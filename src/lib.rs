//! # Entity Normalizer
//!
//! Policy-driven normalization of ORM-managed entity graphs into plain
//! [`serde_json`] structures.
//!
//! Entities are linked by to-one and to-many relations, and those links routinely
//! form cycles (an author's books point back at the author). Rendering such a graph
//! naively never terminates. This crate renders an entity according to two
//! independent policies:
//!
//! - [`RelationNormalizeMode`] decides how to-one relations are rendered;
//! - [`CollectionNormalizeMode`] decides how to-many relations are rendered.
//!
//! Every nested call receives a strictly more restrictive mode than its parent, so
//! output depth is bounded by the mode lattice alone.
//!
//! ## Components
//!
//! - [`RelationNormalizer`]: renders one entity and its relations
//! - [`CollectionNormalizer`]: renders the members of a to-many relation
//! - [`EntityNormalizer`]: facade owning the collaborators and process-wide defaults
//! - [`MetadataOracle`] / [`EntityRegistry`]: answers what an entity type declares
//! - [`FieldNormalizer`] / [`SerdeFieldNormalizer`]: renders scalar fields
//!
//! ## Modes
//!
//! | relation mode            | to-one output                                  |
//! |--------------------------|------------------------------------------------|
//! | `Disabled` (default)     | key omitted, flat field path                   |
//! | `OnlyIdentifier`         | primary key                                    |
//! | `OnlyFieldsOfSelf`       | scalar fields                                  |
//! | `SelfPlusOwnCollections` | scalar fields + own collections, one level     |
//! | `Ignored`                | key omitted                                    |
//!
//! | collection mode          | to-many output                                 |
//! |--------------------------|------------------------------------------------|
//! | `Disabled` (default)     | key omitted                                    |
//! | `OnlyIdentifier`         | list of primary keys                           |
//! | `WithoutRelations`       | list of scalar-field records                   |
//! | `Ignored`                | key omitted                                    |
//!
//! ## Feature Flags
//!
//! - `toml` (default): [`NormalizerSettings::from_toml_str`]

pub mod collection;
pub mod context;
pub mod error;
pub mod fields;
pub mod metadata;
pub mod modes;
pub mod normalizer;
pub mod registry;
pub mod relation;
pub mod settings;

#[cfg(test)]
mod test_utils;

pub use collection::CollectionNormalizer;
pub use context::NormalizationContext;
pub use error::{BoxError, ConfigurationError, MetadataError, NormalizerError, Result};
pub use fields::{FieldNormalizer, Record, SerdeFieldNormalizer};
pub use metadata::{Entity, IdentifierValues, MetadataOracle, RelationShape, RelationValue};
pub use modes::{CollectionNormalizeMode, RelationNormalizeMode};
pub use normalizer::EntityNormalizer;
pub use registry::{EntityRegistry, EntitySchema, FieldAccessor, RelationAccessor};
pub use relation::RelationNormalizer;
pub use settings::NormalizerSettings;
# # # # #
The records above should be repeated word for word.

*TASK OUTPUT*
filename src/lib.rs
//! # Entity Normalizer
//!
//! Policy-driven normalization of ORM-managed entity graphs into plain
//! [`serde_json`] structures.
//!
//! Entities are linked by to-one and to-many relations, and those links routinely
//! form cycles (an author's books point back at the author). Rendering such a graph
//! naively never terminates. This crate renders an entity according to two
//! independent policies:
//!
//! - [`RelationNormalizeMode`] decides how to-one relations are rendered;
//! - [`CollectionNormalizeMode`] decides how to-many relations are rendered.
//!
//! Every nested call receives a strictly more restrictive mode than its parent, so
//! output depth is bounded by the mode lattice alone.
//!
//! ## Components
//!
//! - [`RelationNormalizer`]: renders one entity and its relations
//! - [`CollectionNormalizer`]: renders the members of a to-many relation
//! - [`EntityNormalizer`]: facade owning the collaborators and process-wide defaults
//! - [`MetadataOracle`] / [`EntityRegistry`]: answers what an entity type declares
//! - [`FieldNormalizer`] / [`SerdeFieldNormalizer`]: renders scalar fields
//!
//! ## Modes
//!
//! | relation mode            | to-one output                                  |
//! |--------------------------|------------------------------------------------|
//! | `Disabled` (default)     | key omitted, flat field path                   |
//! | `OnlyIdentifier`         | primary key                                    |
//! | `OnlyFieldsOfSelf`       | scalar fields                                  |
//! | `SelfPlusOwnCollections` | scalar fields + own collections, one level     |
//! | `Ignored`                | key omitted                                    |
//!
//! | collection mode          | to-many output                                 |
//! |--------------------------|------------------------------------------------|
//! | `Disabled` (default)     | key omitted                                    |
//! | `OnlyIdentifier`         | list of primary keys                           |
//! | `WithoutRelations`       | list of scalar-field records                   |
//! | `Ignored`                | key omitted                                    |
//!
//! ## Feature Flags
//!
//! - `toml` (default): [`NormalizerSettings::from_toml_str`]

pub mod collection;
pub mod context;
pub mod error;
pub mod fields;
pub mod metadata;
pub mod modes;
pub mod normalizer;
pub mod registry;
pub mod relation;
pub mod settings;

#[cfg(test)]
mod test_utils;

pub use collection::CollectionNormalizer;
pub use context::NormalizationContext;
pub use error::{BoxError, ConfigurationError, MetadataError, NormalizerError, Result};
pub use fields::{FieldNormalizer, Record, SerdeFieldNormalizer};
pub use metadata::{Entity, IdentifierValues, MetadataOracle, RelationShape, RelationValue};
pub use modes::{CollectionNormalizeMode, RelationNormalizeMode};
pub use normalizer::EntityNormalizer;
pub use registry::{EntityRegistry, EntitySchema, FieldAccessor, RelationAccessor};
pub use relation::RelationNormalizer;
pub use settings::NormalizerSettings;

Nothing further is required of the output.